Now the installation is done, and you're ready to go to the next step

## Importing modules

You have to load modules required for this tutorial

* `os` module: This module is required to work with file structure on the machine.
* `leafmap` module: This module is used to visualize orthomosaic images from D2S interactively and also specify the area of interests.
* `datetime` module: This module is used to specify the time windows to query orthomosaic images from D2S.
* `d2spy` module: This module is used to connect to D2S and stream required data products.
* `d2s_env` module: This is a custom module that contains my login information. A separate link will be added here later for more details.
* `plot_boundary_extractor` module: This is the one we will use to extract plot boundaries.

In [1]:
import os
import leafmap
from datetime import date
from d2spy.workspace import Workspace
import d2s_env
from plot_boundary_extractor import PlotExtraction

## Find the data product from D2S

This section will show you how to connect to D2S using `d2spy` module and find the data product to perform plot boundary extraction.

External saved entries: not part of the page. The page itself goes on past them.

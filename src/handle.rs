// Copyright (c) 2021 Marco Boneberger
// Licensed under the EUPL-1.2-or-later

//! Contains the Handle type.
use nalgebra::Isometry3;

use crate::model::JointIndex;
use crate::utils::HANDLE_MASK_SIZE;

/// Part of an object which a [`Gripper`](`crate::gripper::Gripper`) can grasp.
#[derive(Debug, Clone, PartialEq)]
pub struct Handle {
    pub name: String,
    /// pose of the handle in the frame of [`joint`](`Self::joint`)
    pub local_position: Isometry3<f64>,
    /// joint carrying the handle, `None` for the universe
    pub joint: Option<JointIndex>,
    pub clearance: f64,
    /// which of the axes `[x, y, z, rx, ry, rz]` are constrained by a grasp
    pub mask: [bool; HANDLE_MASK_SIZE],
}

impl Handle {
    /// Creates a handle with clearance 0 which constrains all six axes.
    pub fn new(
        name: impl Into<String>,
        local_position: Isometry3<f64>,
        joint: Option<JointIndex>,
    ) -> Self {
        Handle {
            name: name.into(),
            local_position,
            joint,
            clearance: 0.,
            mask: [true; HANDLE_MASK_SIZE],
        }
    }
}
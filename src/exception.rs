// Copyright (c) 2021 Marco Boneberger
// Licensed under the EUPL-1.2-or-later

//! Contains exception and Result definitions
use thiserror::Error;

/// Represents all kind of errors raised by the model engine, the adapters and the transport.
///
/// Every variant displays its message verbatim, so the text that reaches a client through
/// [`ServerError`](`ManipulationException::ServerError`) is exactly the text of the original
/// failure.
#[derive(Error, Debug, Clone, PartialEq)]
pub enum ManipulationException {
    /// InvalidArgument is returned for duplicate names, missing frames, a missing robot or a
    /// missing gripper or handle.
    #[error("{message}")]
    InvalidArgument { message: String },

    /// ModelException is returned if the kinematic model could not be built, e.g. when a
    /// URDF or SRDF description cannot be read or parsed.
    #[error("{message}")]
    ModelException { message: String },

    /// NetworkException is returned if a connection to the server cannot be established, when a
    /// message is malformed or when a timeout occurs.
    #[error("{message}")]
    NetworkException { message: String },

    /// ServerError is the uniform error a client receives when a remote operation failed.
    #[error("{message}")]
    ServerError { message: String },
}

/// creates an InvalidArgument exception from anything that can be turned into a String
pub(crate) fn invalid_argument(message: impl Into<String>) -> ManipulationException {
    ManipulationException::InvalidArgument {
        message: message.into(),
    }
}

/// creates a ModelException from anything that can be turned into a String
pub(crate) fn model_exception(message: impl Into<String>) -> ManipulationException {
    ManipulationException::ModelException {
        message: message.into(),
    }
}

/// creates a NetworkException from anything that can be turned into a String
pub(crate) fn network_exception(message: impl Into<String>) -> ManipulationException {
    ManipulationException::NetworkException {
        message: message.into(),
    }
}

/// Result type which can have ManipulationException as Error
pub type ManipulationResult<T> = Result<T, ManipulationException>;
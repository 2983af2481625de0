// Copyright (c) 2021 Marco Boneberger
// Licensed under the EUPL-1.2-or-later

//! Contains the Robot type, which loads robot models into a problem solver and attaches
//! grippers and handles to them.
use nalgebra::Isometry3;
use tracing::info;

use crate::device::Device;
use crate::exception::{invalid_argument, model_exception, ManipulationResult};
use crate::gripper::Gripper;
use crate::handle::Handle;
use crate::model::{humanoid, srdf, urdf, Frame, FrameType, JointIndex, ModelSource, UNIVERSE};
use crate::problem_solver::{ProblemSolver, DEFAULT_ROBOT_NAME};
use crate::utils::{
    bool_seq_to_mask, isometry_to_transform, transform_to_isometry, Transform, HANDLE_MASK_SIZE,
};

pub mod environment;

/// Robot operations on the problem solver of a session.
///
/// Operations which change the structure of the kinematic model are executed on a copy of
/// the robot which replaces the robot only on success, so a failed operation leaves the robot
/// unchanged. They reset the planning problem.
pub struct Robot<'a> {
    solver: &'a mut ProblemSolver,
}

impl<'a> Robot<'a> {
    pub fn new(solver: &'a mut ProblemSolver) -> Self {
        Robot { solver }
    }

    /// Runs `operation` on a copy of the robot, which is created if needed, and commits the
    /// copy if the operation succeeds.
    fn staged<F>(&mut self, operation: F) -> ManipulationResult<()>
    where
        F: FnOnce(&mut Device) -> ManipulationResult<()>,
    {
        let robot = self.solver.get_or_create_robot(DEFAULT_ROBOT_NAME);
        let mut staged = robot.clone();
        operation(&mut staged)?;
        *robot = staged;
        self.solver.reset_problem();
        Ok(())
    }

    /// Loads a robot model and inserts it at the universe frame.
    ///
    /// See [`insert_robot_model_on_frame`](`Self::insert_robot_model_on_frame`).
    pub fn insert_robot_model(
        &mut self,
        robot_name: &str,
        root_joint_type: &str,
        urdf: ModelSource,
        srdf: ModelSource,
    ) -> ManipulationResult<()> {
        self.insert_robot_model_on_frame(robot_name, UNIVERSE, root_joint_type, urdf, srdf)
    }

    /// Loads a robot model and inserts it at frame `frame_name`.
    ///
    /// # Arguments
    /// * `robot_name` - Unique name of the robot. Frames and joints of the robot are prefixed
    /// with `<robot_name>/`.
    /// * `frame_name` - Frame the root of the robot is attached to.
    /// * `root_joint_type` - One of `anchor`, `freeflyer` or `planar`.
    /// * `urdf` - Kinematic description.
    /// * `srdf` - Semantic description, may be empty.
    /// # Errors
    /// * [`InvalidArgument`](`crate::exception::ManipulationException::InvalidArgument`) if a
    /// robot named `robot_name` already exists or if there is no frame named `frame_name`.
    /// * [`ModelException`](`crate::exception::ManipulationException::ModelException`) if one
    /// of the descriptions cannot be loaded.
    pub fn insert_robot_model_on_frame(
        &mut self,
        robot_name: &str,
        frame_name: &str,
        root_joint_type: &str,
        urdf: ModelSource,
        srdf: ModelSource,
    ) -> ManipulationResult<()> {
        self.staged(|robot| {
            check_robot_name_is_free(robot, robot_name)?;
            let frame = robot
                .model
                .frame_id(frame_name)
                .ok_or_else(|| invalid_argument(format!("No frame named {}.", frame_name)))?;
            urdf::load_model(robot, frame, robot_name, root_joint_type, &urdf)?;
            srdf::load_model(robot, robot_name, &srdf)
        })?;
        info!(
            robot = robot_name,
            frame = frame_name,
            root_joint_type,
            "inserted robot model"
        );
        Ok(())
    }

    /// Loads a humanoid robot model at the universe frame and identifies its waist, chest,
    /// gaze, wrists and ankles.
    ///
    /// # Errors
    /// Same as [`insert_robot_model`](`Self::insert_robot_model`). The root joint must not be
    /// anchored.
    pub fn insert_humanoid_model(
        &mut self,
        robot_name: &str,
        root_joint_type: &str,
        urdf: ModelSource,
        srdf: ModelSource,
    ) -> ManipulationResult<()> {
        self.staged(|robot| {
            check_robot_name_is_free(robot, robot_name)?;
            urdf::load_model(robot, 0, robot_name, root_joint_type, &urdf)?;
            humanoid::setup_humanoid_robot(robot, robot_name)?;
            srdf::load_model(robot, robot_name, &srdf)
        })?;
        info!(robot = robot_name, root_joint_type, "inserted humanoid model");
        Ok(())
    }

    /// Applies a semantic description to the already loaded robot `robot_name`.
    pub fn insert_robot_srdf_model(
        &mut self,
        robot_name: &str,
        srdf: ModelSource,
    ) -> ManipulationResult<()> {
        self.staged(|robot| srdf::load_model(robot, robot_name, &srdf))?;
        info!(robot = robot_name, "inserted SRDF model");
        Ok(())
    }

    /// Returns the placement of the root of robot `robot_name` relative to its parent joint.
    ///
    /// # Errors
    /// * [`InvalidArgument`](`crate::exception::ManipulationException::InvalidArgument`) if no
    /// robot is loaded or if it contains no robot named `robot_name`.
    pub fn get_root_joint_position(&self, robot_name: &str) -> ManipulationResult<Transform> {
        let robot = self.solver.robot_or_throw()?;
        Ok(isometry_to_transform(&robot.root_joint_position(robot_name)?))
    }

    /// Moves the root of robot `robot_name` and recomputes forward kinematics.
    pub fn set_root_joint_position(
        &mut self,
        robot_name: &str,
        position: &Transform,
    ) -> ManipulationResult<()> {
        let robot = self.solver.robot_or_throw_mut()?;
        robot.set_robot_root_position(robot_name, transform_to_isometry(position))?;
        robot.compute_forward_kinematics();
        Ok(())
    }

    /// Attaches a gripper to link `link_name`.
    ///
    /// # Arguments
    /// * `link_name` - Body the gripper is attached to.
    /// * `gripper_name` - Name of the gripper and of the frame created for it.
    /// * `position` - Pose of the gripper in the link frame.
    /// * `clearance` - Clearance of the gripper.
    /// # Errors
    /// * [`InvalidArgument`](`crate::exception::ManipulationException::InvalidArgument`) if no
    /// robot is loaded or if a frame named `gripper_name` already exists.
    /// * [`ModelException`](`crate::exception::ManipulationException::ModelException`) if
    /// there is no body named `link_name`.
    pub fn add_gripper(
        &mut self,
        link_name: &str,
        gripper_name: &str,
        position: &Transform,
        clearance: f64,
    ) -> ManipulationResult<()> {
        let robot = self.solver.robot_or_throw_mut()?;
        let (_, placement) = insert_frame_on_link(robot, link_name, gripper_name, position)?;
        let mut gripper = Gripper::create(gripper_name, robot)?;
        gripper.clearance = clearance;
        robot.grippers.add(gripper_name, gripper);
        info!(
            gripper = gripper_name,
            link = link_name,
            position = ?isometry_to_transform(&placement),
            "added gripper"
        );
        Ok(())
    }

    /// Attaches a handle to link `link_name`.
    ///
    /// # Arguments
    /// * `link_name` - Body the handle is attached to.
    /// * `handle_name` - Name of the handle and of the frame created for it.
    /// * `local_position` - Pose of the handle in the link frame.
    /// * `clearance` - Clearance of the handle.
    /// * `mask` - Which of the six axes a grasp of this handle constrains.
    /// # Errors
    /// * [`InvalidArgument`](`crate::exception::ManipulationException::InvalidArgument`) if no
    /// robot is loaded, if a frame named `handle_name` already exists or if `mask` does not
    /// have six entries.
    /// * [`ModelException`](`crate::exception::ManipulationException::ModelException`) if
    /// there is no body named `link_name`.
    pub fn add_handle(
        &mut self,
        link_name: &str,
        handle_name: &str,
        local_position: &Transform,
        clearance: f64,
        mask: &[bool],
    ) -> ManipulationResult<()> {
        let mask = bool_seq_to_mask::<HANDLE_MASK_SIZE>(mask)?;
        let robot = self.solver.robot_or_throw_mut()?;
        let (joint, placement) =
            insert_frame_on_link(robot, link_name, handle_name, local_position)?;
        let mut handle = Handle::new(handle_name, placement, joint);
        handle.clearance = clearance;
        handle.mask = mask;
        robot.handles.add(handle_name, handle);
        info!(handle = handle_name, link = link_name, ?mask, "added handle");
        Ok(())
    }

    /// Returns the name of the joint carrying gripper `gripper_name` and the pose of the
    /// gripper in that joint.
    pub fn get_gripper_position_in_joint(
        &self,
        gripper_name: &str,
    ) -> ManipulationResult<(String, Transform)> {
        let robot = self.solver.robot_or_throw()?;
        let gripper = robot
            .grippers
            .get(gripper_name)
            .ok_or_else(|| invalid_argument("This gripper does not exists."))?;
        Ok((
            robot.joint_name(gripper.joint),
            isometry_to_transform(&gripper.object_position_in_joint),
        ))
    }

    /// Returns the name of the joint carrying handle `handle_name` and the pose of the
    /// handle in that joint.
    pub fn get_handle_position_in_joint(
        &self,
        handle_name: &str,
    ) -> ManipulationResult<(String, Transform)> {
        let robot = self.solver.robot_or_throw()?;
        let handle = robot
            .handles
            .get(handle_name)
            .ok_or_else(|| invalid_argument("This handle does not exists."))?;
        Ok((
            robot.joint_name(handle.joint),
            isometry_to_transform(&handle.local_position),
        ))
    }

    /// Overwrites the pose of handle `handle_name` in its joint. The frame of the handle is
    /// left untouched.
    pub fn set_handle_position_in_joint(
        &mut self,
        handle_name: &str,
        position: &Transform,
    ) -> ManipulationResult<()> {
        let robot = self.solver.robot_or_throw_mut()?;
        let handle = robot.handles.get_mut(handle_name).ok_or_else(|| {
            invalid_argument(format!("Robot does not have any handle named {}", handle_name))
        })?;
        handle.local_position = transform_to_isometry(position);
        Ok(())
    }
}

fn check_robot_name_is_free(robot: &Device, robot_name: &str) -> ManipulationResult<()> {
    if robot.robot_frames(robot_name).is_empty() {
        Ok(())
    } else {
        Err(invalid_argument(format!(
            "A robot named {} already exists",
            robot_name
        )))
    }
}

/// Inserts operational frame `name` on the joint carrying body `link_name` and returns that
/// joint together with the placement of the frame in it.
fn insert_frame_on_link(
    robot: &mut Device,
    link_name: &str,
    name: &str,
    position: &Transform,
) -> ManipulationResult<(Option<JointIndex>, Isometry3<f64>)> {
    let joint = robot.get_joint_by_body_name(link_name)?;
    let link_frame = robot
        .model
        .frame_id(link_name)
        .map(|id| &robot.model.frames[id])
        .ok_or_else(|| model_exception(format!("No frame named {}.", link_name)))?;
    debug_assert_eq!(link_frame.frame_type, FrameType::Body);
    let placement = link_frame.placement * transform_to_isometry(position);
    let joint_name = robot.joint_name(joint);
    let previous_frame = robot
        .model
        .frame_id(&joint_name)
        .ok_or_else(|| model_exception(format!("No frame named {}.", joint_name)))?;
    robot.model.add_frame(Frame::new(
        name,
        joint.unwrap_or(0),
        previous_frame,
        placement,
        FrameType::OpFrame,
    ))?;
    robot.create_data();
    Ok((joint, placement))
}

### Connect to a D2S workspace

You can use the code below to connect to a D2S instance. In this case, you are connecting to a PS2 (Plant Science 2.0 - https://www.purdue.edu/purduemoves/plant-sciences-2-0/) instance. The PS2 D2S instance is currently managed by Dr. Jinha Jung's research group (https://gdsl.org) and it is freely available as of March, 2025. 

D2S stores data using the following structure.

* Workspace
  * Project 1
    * Flight 1
      * Raw data
      * Data product 1
      * Data product 2
      * ...
      * Data product L
    * ...
    * Flight M
  * Project 2
  * ...
  * Project N
  
That being said, first step is to connect to a D2S workspace using the code below. 

In [3]:
# Connect to workspace
workspace = Workspace.connect("https://ps2.d2s.org")

# If you don't have d2s_env setup, then you will have to specify your login email. This will ask you type in your password.
# workspace = Workspace.connect("https://ps2.d2s.org", "YOUR@EMAIL.ADDRESS")

Not all data are publicly available in D2S, as the owner of the project has a full control on who can access the data. When the data are protected, you need to authenticate yourself to access those data programatically. For a programatic authentication, you need to grab your `API_KEY` generated from the D2S instance. You can do that using the code below. The below code is also setting a TiTiler URL for dynamic tiling. 

In [12]:
# Check for API key
api_key = workspace.api_key
if not api_key:
    print("No API key. Please request one from the D2S profile page and re-run this cell.")
else:
    os.environ["D2S_API_KEY"] = api_key
    
os.environ["TITILER_ENDPOINT"] = "https://tt.d2s.org"

### Find a project

Once you're connected to a D2S instance, you need to find a project that contains data products you need. In this example, we will use 2022 Cornell WheatCAP yield trial project as an example.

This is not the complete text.